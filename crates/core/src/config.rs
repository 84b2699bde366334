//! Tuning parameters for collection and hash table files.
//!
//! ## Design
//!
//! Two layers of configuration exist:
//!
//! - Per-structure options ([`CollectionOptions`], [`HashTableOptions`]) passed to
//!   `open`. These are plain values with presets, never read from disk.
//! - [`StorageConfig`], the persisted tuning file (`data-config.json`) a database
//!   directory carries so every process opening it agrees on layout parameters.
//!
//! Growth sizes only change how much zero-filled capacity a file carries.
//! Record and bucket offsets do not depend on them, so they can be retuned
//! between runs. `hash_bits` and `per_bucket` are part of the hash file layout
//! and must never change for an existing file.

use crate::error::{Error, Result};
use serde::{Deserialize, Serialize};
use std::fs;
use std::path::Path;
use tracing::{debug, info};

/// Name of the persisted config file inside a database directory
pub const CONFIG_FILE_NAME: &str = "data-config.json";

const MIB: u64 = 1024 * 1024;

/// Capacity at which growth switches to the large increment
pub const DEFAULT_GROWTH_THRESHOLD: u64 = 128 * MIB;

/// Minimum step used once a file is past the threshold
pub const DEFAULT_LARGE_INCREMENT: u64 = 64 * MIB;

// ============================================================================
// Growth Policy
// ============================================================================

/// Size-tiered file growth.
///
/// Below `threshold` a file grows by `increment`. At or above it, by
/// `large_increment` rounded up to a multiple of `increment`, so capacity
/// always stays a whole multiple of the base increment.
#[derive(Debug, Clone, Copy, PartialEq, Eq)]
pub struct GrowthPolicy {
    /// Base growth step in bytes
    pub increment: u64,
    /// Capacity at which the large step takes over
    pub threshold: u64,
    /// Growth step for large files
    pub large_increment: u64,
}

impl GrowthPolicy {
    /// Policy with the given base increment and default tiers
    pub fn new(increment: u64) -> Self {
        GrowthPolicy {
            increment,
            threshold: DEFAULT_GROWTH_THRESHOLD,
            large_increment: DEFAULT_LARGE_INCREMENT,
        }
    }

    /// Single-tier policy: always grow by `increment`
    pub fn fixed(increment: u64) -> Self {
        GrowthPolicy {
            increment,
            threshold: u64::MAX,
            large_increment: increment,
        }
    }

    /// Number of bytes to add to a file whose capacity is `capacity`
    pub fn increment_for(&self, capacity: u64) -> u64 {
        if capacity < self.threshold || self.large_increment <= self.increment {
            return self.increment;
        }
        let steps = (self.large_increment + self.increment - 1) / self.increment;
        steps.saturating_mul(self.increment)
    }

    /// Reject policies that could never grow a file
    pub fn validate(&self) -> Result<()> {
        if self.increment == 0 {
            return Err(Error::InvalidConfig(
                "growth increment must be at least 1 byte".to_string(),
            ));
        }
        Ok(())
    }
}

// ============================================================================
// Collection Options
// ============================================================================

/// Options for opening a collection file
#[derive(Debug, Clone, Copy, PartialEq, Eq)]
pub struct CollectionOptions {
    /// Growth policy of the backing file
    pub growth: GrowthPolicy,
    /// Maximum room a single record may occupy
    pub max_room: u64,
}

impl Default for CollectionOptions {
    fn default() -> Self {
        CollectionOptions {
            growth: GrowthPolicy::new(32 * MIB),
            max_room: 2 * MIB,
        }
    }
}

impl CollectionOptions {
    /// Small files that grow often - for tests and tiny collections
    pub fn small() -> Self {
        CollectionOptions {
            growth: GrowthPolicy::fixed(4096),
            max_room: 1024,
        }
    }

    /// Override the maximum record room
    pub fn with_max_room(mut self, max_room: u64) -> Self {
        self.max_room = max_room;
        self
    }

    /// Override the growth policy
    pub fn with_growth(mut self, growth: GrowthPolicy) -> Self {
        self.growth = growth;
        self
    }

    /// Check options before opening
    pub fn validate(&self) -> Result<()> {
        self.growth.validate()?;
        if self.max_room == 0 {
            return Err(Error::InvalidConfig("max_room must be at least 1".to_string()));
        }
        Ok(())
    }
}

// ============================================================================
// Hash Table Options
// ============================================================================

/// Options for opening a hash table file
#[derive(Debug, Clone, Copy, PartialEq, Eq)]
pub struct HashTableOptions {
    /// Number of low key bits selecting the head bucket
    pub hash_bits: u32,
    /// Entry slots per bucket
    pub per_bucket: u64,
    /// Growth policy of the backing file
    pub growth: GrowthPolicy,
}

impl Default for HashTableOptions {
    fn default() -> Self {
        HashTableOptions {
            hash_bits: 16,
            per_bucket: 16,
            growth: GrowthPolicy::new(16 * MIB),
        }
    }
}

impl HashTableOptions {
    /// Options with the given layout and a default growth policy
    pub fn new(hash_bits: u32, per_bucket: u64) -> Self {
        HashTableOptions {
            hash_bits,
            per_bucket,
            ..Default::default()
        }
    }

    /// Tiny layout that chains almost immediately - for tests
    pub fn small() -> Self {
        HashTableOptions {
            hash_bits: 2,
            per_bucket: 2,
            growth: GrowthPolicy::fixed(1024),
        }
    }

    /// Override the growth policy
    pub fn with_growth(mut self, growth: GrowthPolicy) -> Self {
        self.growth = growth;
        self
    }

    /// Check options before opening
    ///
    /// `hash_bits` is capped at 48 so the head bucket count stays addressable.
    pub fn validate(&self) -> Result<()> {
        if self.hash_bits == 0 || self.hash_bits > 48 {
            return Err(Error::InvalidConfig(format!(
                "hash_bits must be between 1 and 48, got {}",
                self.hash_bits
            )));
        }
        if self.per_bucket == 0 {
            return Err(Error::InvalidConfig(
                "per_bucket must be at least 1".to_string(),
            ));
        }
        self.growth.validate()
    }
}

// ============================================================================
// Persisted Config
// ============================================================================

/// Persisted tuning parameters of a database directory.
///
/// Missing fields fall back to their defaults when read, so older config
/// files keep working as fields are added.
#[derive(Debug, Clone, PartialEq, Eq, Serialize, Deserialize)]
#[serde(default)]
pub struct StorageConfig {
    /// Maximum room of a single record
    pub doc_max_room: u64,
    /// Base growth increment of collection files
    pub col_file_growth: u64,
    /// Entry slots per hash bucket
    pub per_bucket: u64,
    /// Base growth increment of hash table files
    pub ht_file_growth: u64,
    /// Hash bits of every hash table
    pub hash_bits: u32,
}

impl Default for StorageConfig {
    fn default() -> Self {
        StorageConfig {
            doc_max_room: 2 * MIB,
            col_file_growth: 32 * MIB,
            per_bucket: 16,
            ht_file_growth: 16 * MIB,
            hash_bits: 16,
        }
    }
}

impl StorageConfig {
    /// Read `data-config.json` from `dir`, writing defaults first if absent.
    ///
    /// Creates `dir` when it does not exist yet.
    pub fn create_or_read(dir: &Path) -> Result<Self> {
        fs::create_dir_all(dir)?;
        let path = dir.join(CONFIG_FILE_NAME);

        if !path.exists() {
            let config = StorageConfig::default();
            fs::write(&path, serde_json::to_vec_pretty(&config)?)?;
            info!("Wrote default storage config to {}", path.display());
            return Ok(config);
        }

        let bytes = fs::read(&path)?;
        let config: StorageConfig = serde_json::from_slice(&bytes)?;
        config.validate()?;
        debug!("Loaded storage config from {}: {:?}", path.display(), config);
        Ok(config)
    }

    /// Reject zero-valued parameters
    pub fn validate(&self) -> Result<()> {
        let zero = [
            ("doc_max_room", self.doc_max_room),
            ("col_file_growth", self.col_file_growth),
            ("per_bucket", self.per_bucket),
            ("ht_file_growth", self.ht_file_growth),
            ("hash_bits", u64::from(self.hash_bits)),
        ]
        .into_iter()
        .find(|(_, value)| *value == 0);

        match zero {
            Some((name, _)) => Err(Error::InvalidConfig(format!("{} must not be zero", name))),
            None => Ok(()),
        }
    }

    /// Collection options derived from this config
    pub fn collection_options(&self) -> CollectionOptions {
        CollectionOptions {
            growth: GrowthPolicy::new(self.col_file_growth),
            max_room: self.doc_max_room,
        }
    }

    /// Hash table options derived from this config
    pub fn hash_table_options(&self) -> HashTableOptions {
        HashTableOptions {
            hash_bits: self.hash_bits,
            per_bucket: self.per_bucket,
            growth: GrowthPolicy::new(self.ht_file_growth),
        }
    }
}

(EXERCISE PROMPT): Among the records, find each line where the word "impl" occurs, and copy it.

(EXERCISE RESULT):
impl GrowthPolicy {
impl Default for CollectionOptions {
impl CollectionOptions {
impl Default for HashTableOptions {
impl HashTableOptions {
impl Default for StorageConfig {
impl StorageConfig {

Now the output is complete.